After my dad retired, my parents moved away from the city and into a small(ish) house in the village some 40 kilometres from Zagreb. In one of the rooms there, they found a pile of postcards that were left over by the previous owners. Most of them from range from the 50’s to the 80’s of the 20th century. Some were actually written and sent, with interesting stamps and handwritings, but some were blank. I’m definitely keeping some for my personal collection, but I’m not really sure what to do with the rest – even though they’re well kept, not wrinkly and just slighty yellow on the edges from laying around all that time… but they do have that old smell to them and it stops me from sending them out as “vintage”. I kind of think vintage is more about the style of the postcard, and less about the smell, haha!
Anyway, this is one of the postcards I found in that pile:
It’s showing the Grossglockner (or just Glockner, according to the Internet), the highest mountain of Austria and the highest in the Alps east of Brenner Pass.

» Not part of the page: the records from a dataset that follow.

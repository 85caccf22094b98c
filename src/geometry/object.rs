use std::path::Path;

use glam::{Mat4, Vec3};

use crate::config::LoadConfig;
use crate::geometry::Geometry;
use crate::loader::{LoadError, LoadedModel, LoaderKind};
use crate::math::AABB;

/// One loaded model instance. Cloning copies every geometry, so each copy carries its own
/// transform state.
#[derive(Debug, Clone, PartialEq)]
pub struct Object {
    geometries: Vec<Geometry>,
    base_transforms: Vec<Mat4>,
}

impl Object {
    pub fn load(path: impl AsRef<Path>, kind: LoaderKind, config: &LoadConfig) -> Result<Self, LoadError> {
        let model = kind.load(path.as_ref(), config)?;
        Ok(Self::from_loaded(model))
    }

    pub fn from_loaded(model: LoadedModel) -> Self {
        let LoadedModel {
            geometries,
            mut transforms,
        } = model;

        // Missing transforms are identity
        transforms.resize(geometries.len(), Mat4::IDENTITY);

        Self {
            geometries,
            base_transforms: transforms,
        }
    }

    pub fn from_geometries(geometries: Vec<Geometry>) -> Self {
        let base_transforms = vec![Mat4::IDENTITY; geometries.len()];
        Self {
            geometries,
            base_transforms,
        }
    }

    pub fn geometries(&self) -> (&[Geometry], &[Mat4]) {
        (&self.geometries, &self.base_transforms)
    }

    pub fn len(&self) -> usize {
        self.geometries.len()
    }

    pub fn is_empty(&self) -> bool {
        self.geometries.is_empty()
    }

    pub fn geometry(&self, index: usize) -> Option<&Geometry> {
        self.geometries.get(index)
    }

    pub fn geometry_mut(&mut self, index: usize) -> Option<&mut Geometry> {
        self.geometries.get_mut(index)
    }

    pub fn triangle_count(&self) -> usize {
        self.geometries.iter().map(Geometry::triangle_count).sum()
    }

    /// Matrix the renderer uses for geometry `index`: runtime transform applied after the base
    /// transform baked in at load time.
    ///
    /// # Panics
    /// If `index` is out of range.
    pub fn model_matrix(&self, index: usize) -> Mat4 {
        self.geometries[index].transform() * self.base_transforms[index]
    }

    /// Union of the model-space boxes of every geometry. `None` when no geometry has vertices.
    pub fn bounding_box(&self) -> Option<AABB> {
        self.geometries
            .iter()
            .filter_map(Geometry::bounding_box)
            .reduce(|a, b| a.union(&b))
    }

    /// Like [`Object::bounding_box`], but each geometry's box is first moved by its base
    /// transform.
    pub fn placed_bounding_box(&self) -> Option<AABB> {
        self.geometries
            .iter()
            .zip(&self.base_transforms)
            .filter_map(|(geometry, base)| geometry.bounding_box().map(|aabb| aabb.transformed(base)))
            .reduce(|a, b| a.union(&b))
    }

    /// Centre of the bounding box and the uniform scale that makes its largest extent
    /// `norm_size`.
    pub fn fit_transform(&self, norm_size: f32) -> Option<(Vec3, f32)> {
        let aabb = self.bounding_box()?;
        let max_extent = aabb.size().max_element();
        let scale = if max_extent > 0.0 {
            norm_size / max_extent
        } else {
            1.0
        };

        Some((aabb.center(), scale))
    }

    pub fn set_shininess(&mut self, shininess: f32) {
        for geometry in &mut self.geometries {
            geometry.set_shininess(shininess);
        }
    }

    pub fn reset_transforms(&mut self) {
        for geometry in &mut self.geometries {
            geometry.reset_transforms();
        }
    }

    pub fn rotate(&mut self, x: f32, y: f32, z: f32, angle: f32) {
        for geometry in &mut self.geometries {
            geometry.rotate(x, y, z, angle);
        }
    }

    pub fn scale(&mut self, x: f32, y: f32, z: f32) {
        for geometry in &mut self.geometries {
            geometry.scale(x, y, z);
        }
    }

    pub fn translate(&mut self, x: f32, y: f32, z: f32) {
        for geometry in &mut self.geometries {
            geometry.translate(x, y, z);
        }
    }

    /// # Panics
    /// If `index` is out of range.
    pub fn rotate_geometry(&mut self, index: usize, x: f32, y: f32, z: f32, angle: f32) {
        self.geometries[index].rotate(x, y, z, angle);
    }

    /// # Panics
    /// If `index` is out of range.
    pub fn scale_geometry(&mut self, index: usize, x: f32, y: f32, z: f32) {
        self.geometries[index].scale(x, y, z);
    }

    /// # Panics
    /// If `index` is out of range.
    pub fn translate_geometry(&mut self, index: usize, x: f32, y: f32, z: f32) {
        self.geometries[index].translate(x, y, z);
    }
}
use std::path::PathBuf;

use bytemuck::{Pod, Zeroable};
use glam::{Vec2, Vec3};

#[repr(C)]
#[derive(Copy, Clone, Debug, PartialEq, Pod, Zeroable)]
pub struct Vertex {
    pub position: Vec3,
    pub normal: Vec3,
    pub color: Vec3,
    pub uv: Vec2,
}

impl Vertex {
    /// Stand-ins for attribute streams a source mesh does not carry.
    pub const DEFAULT_NORMAL: Vec3 = Vec3::ONE;
    pub const DEFAULT_COLOR: Vec3 = Vec3::ONE;
    pub const DEFAULT_UV: Vec2 = Vec2::ZERO;

    pub fn new(position: Vec3, normal: Vec3, color: Vec3, uv: Vec2) -> Self {
        Self {
            position,
            normal,
            color,
            uv,
        }
    }
}

/// A texture referenced by path; the image itself is decoded by the renderer.
#[derive(Debug, Clone, PartialEq)]
pub struct Texture {
    pub path: PathBuf,
    pub name: String,
    pub slot: u32,
}

/// Surface parameters shared by every vertex of one mesh.
#[derive(Debug, Clone, PartialEq)]
pub struct Material {
    pub color: Vec3,
    pub shininess: f32,
    pub textures: Vec<Texture>,
}

impl Material {
    pub const DEFAULT_SHININESS: f32 = 1.0;
}

impl Default for Material {
    fn default() -> Self {
        Self {
            color: Vertex::DEFAULT_COLOR,
            shininess: Self::DEFAULT_SHININESS,
            textures: Vec::new(),
        }
    }
}
#[derive(Debug, Clone)]
pub struct LoadConfig {
    /// Deepest node nesting the scene-graph walker follows before giving up.
    pub max_node_depth: usize,
    /// Swap U and V of manifest texture coordinates.
    pub swap_uv_axes: bool,
    /// Give primitives without an index accessor the sequential list `0..n`.
    pub generate_missing_indices: bool,
}

impl Default for LoadConfig {
    fn default() -> Self {
        Self {
            max_node_depth: 64,
            swap_uv_axes: false,
            generate_missing_indices: true,
        }
    }
}

#[derive(Debug, Clone)]
pub struct DemoConfig {
    /// Largest extent a model is scaled to before drawing.
    pub norm_size: f32,
    pub comparison_period_secs: f32,
    pub single_period_secs: f32,
    /// Distance each copy is pushed out from the centre in the comparison view.
    pub comparison_offset: f32,
}

impl Default for DemoConfig {
    fn default() -> Self {
        Self {
            norm_size: 1.0,
            comparison_period_secs: 30.0,
            single_period_secs: 20.0,
            comparison_offset: 0.7,
        }
    }
}
//! Model loading and geometry assembly for a real-time shading demo.
//!
//! Files are read either through the manifest loader (JSON scene manifest with binary buffers,
//! walked node by node) or through the importer path (third-party importers with the hierarchy
//! flattened). Both produce the same [`geometry::Geometry`] schema, grouped into an
//! [`geometry::Object`] that carries per-geometry transforms for the renderer.

pub mod asset_pipeline;
pub mod config;
pub mod demo;
pub mod geometry;
pub mod loader;
pub mod math;
pub mod model;
pub mod scene_graph;

pub use config::{DemoConfig, LoadConfig};
pub use geometry::{Geometry, GeometryError, Object};
pub use loader::{LoadError, LoadedModel, LoaderKind};
pub use model::{Material, Texture, Vertex};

Austria’s most extended glacier, Pasterze, apparently lays on the Grossglockner’s eastern slope.
The highest peak of Grossglockner lays at 3,798 metres (12,461 ft) above the sea level.

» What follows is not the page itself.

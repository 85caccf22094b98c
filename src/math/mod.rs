pub mod bounds;

pub use bounds::AABB;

The reason why I’m sharing this postcard today is – although it was not sent via mail and there’s nothing written on the back of the postcard, someone actually went up to the mountain and stamped it while being there!

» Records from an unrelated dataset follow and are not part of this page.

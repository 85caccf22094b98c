use std::fmt;
use std::io;
use std::path::{Path, PathBuf};
use std::str::FromStr;

use glam::Mat4;
use thiserror::Error;

use crate::config::LoadConfig;
use crate::geometry::{Geometry, GeometryError};

pub mod accessor;
pub mod container;
pub mod importer;
pub mod manifest;
pub mod manifest_loader;
pub mod normalize;

pub use accessor::AccessorError;
pub use importer::ImporterLoader;
pub use manifest_loader::ManifestLoader;

#[derive(Error, Debug)]
pub enum LoadError {
    #[error("Could not read {}: {source}", path.display())]
    FileUnreadable {
        path: PathBuf,
        #[source]
        source: io::Error,
    },

    #[error("Could not import {}: {reason}", path.display())]
    ImportFailed { path: PathBuf, reason: String },

    #[error("Invalid manifest {}: {source}", path.display())]
    InvalidManifest {
        path: PathBuf,
        #[source]
        source: serde_json::Error,
    },

    #[error("Invalid container {}: {reason}", path.display())]
    InvalidContainer { path: PathBuf, reason: String },

    #[error("{}: {kind} {index} does not exist", path.display())]
    MissingReference {
        path: PathBuf,
        kind: &'static str,
        index: usize,
    },

    #[error("{}: mesh {mesh} has no {attribute} attribute", path.display())]
    MissingAttribute {
        path: PathBuf,
        mesh: usize,
        attribute: &'static str,
    },

    #[error("{}: accessor {accessor}: {source}", path.display())]
    Accessor {
        path: PathBuf,
        accessor: usize,
        #[source]
        source: AccessorError,
    },

    #[error("{}: mesh {mesh}: {source}", path.display())]
    Geometry {
        path: PathBuf,
        mesh: usize,
        #[source]
        source: GeometryError,
    },

    #[error("{}: mesh {mesh} uses unsupported primitive mode {mode}", path.display())]
    UnsupportedPrimitiveMode {
        path: PathBuf,
        mesh: usize,
        mode: u32,
    },

    #[error("{}: node {node} is its own ancestor", path.display())]
    NodeCycle { path: PathBuf, node: usize },

    #[error("{}: node {node} is reachable from more than one parent", path.display())]
    SharedNode { path: PathBuf, node: usize },

    #[error("{}: node {node} is nested deeper than {max_depth} levels", path.display())]
    DepthExceeded {
        path: PathBuf,
        node: usize,
        max_depth: usize,
    },

    #[error("Unknown loader kind {tag:?} (expected \"gltf\" or \"assimp\")")]
    UnsupportedLoaderKind { tag: String },
}

/// Geometries of one file, each paired with the transform its placement in the file implies.
#[derive(Debug, Clone, Default)]
pub struct LoadedModel {
    pub geometries: Vec<Geometry>,
    pub transforms: Vec<Mat4>,
}

pub trait ModelLoader {
    fn load(&self, path: &Path) -> Result<LoadedModel, LoadError>;
}

#[derive(Debug, Clone, Copy, PartialEq, Eq)]
pub enum LoaderKind {
    /// JSON manifest plus binary payload, walked node by node.
    Manifest,
    /// Format-agnostic importer with node transforms baked into the vertices.
    Importer,
}

impl LoaderKind {
    /// Manifest loader for `.gltf`/`.glb`, importer for everything else.
    pub fn for_path(path: &Path) -> Self {
        let extension = path
            .extension()
            .and_then(|extension| extension.to_str())
            .map(str::to_ascii_lowercase);

        match extension.as_deref() {
            Some("gltf") | Some("glb") => LoaderKind::Manifest,
            _ => LoaderKind::Importer,
        }
    }

    pub fn load(self, path: &Path, config: &LoadConfig) -> Result<LoadedModel, LoadError> {
        match self {
            LoaderKind::Manifest => ManifestLoader::new(config).load(path),
            LoaderKind::Importer => ImporterLoader::new(config).load(path),
        }
    }
}

impl FromStr for LoaderKind {
    type Err = LoadError;

    fn from_str(tag: &str) -> Result<Self, Self::Err> {
        match tag.to_ascii_lowercase().as_str() {
            "gltf" | "manifest" => Ok(LoaderKind::Manifest),
            "assimp" | "importer" | "import" => Ok(LoaderKind::Importer),
            _ => Err(LoadError::UnsupportedLoaderKind {
                tag: tag.to_string(),
            }),
        }
    }
}

impl fmt::Display for LoaderKind {
    fn fmt(&self, f: &mut fmt::Formatter<'_>) -> fmt::Result {
        match self {
            LoaderKind::Manifest => f.write_str("gltf"),
            LoaderKind::Importer => f.write_str("assimp"),
        }
    }
}

pub(crate) fn read_file(path: &Path) -> Result<Vec<u8>, LoadError> {
    std::fs::read(path).map_err(|source| LoadError::FileUnreadable {
        path: path.to_path_buf(),
        source,
    })
}

#[cfg(test)]
mod tests {
    use super::*;

    #[test]
    fn loader_kind_from_tag() {
        assert_eq!("GLTF".parse::<LoaderKind>().unwrap(), LoaderKind::Manifest);
        assert_eq!("Assimp".parse::<LoaderKind>().unwrap(), LoaderKind::Importer);
        assert!(matches!(
            "fbx".parse::<LoaderKind>(),
            Err(LoadError::UnsupportedLoaderKind { tag }) if tag == "fbx"
        ));
    }

    #[test]
    fn loader_kind_from_extension() {
        assert_eq!(LoaderKind::for_path(Path::new("a/b.gltf")), LoaderKind::Manifest);
        assert_eq!(LoaderKind::for_path(Path::new("scene.GLB")), LoaderKind::Manifest);
        assert_eq!(LoaderKind::for_path(Path::new("teapot.obj")), LoaderKind::Importer);
        assert_eq!(LoaderKind::for_path(Path::new("noextension")), LoaderKind::Importer);
    }

    #[test]
    fn unreadable_files_name_the_path() {
        let error = read_file(Path::new("/definitely/not/here.gltf")).unwrap_err();
        assert!(matches!(error, LoadError::FileUnreadable { .. }));
        assert!(error.to_string().contains("/definitely/not/here.gltf"));
    }
}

I don’t know about you guys, but I’m kind of a sucker for those hikers’ stamps!
You’d never guess if you knew how, even when I do go hiking and see one of those stamps, I usually don’t have that inky-pad-thing… or if I’m lucky to see there is the ink thing already on/next to the stamp, I usually realize I don’t have a single piece of paper anywhere in my pockets or backpack. Then I just stamp my own hand, because well why not.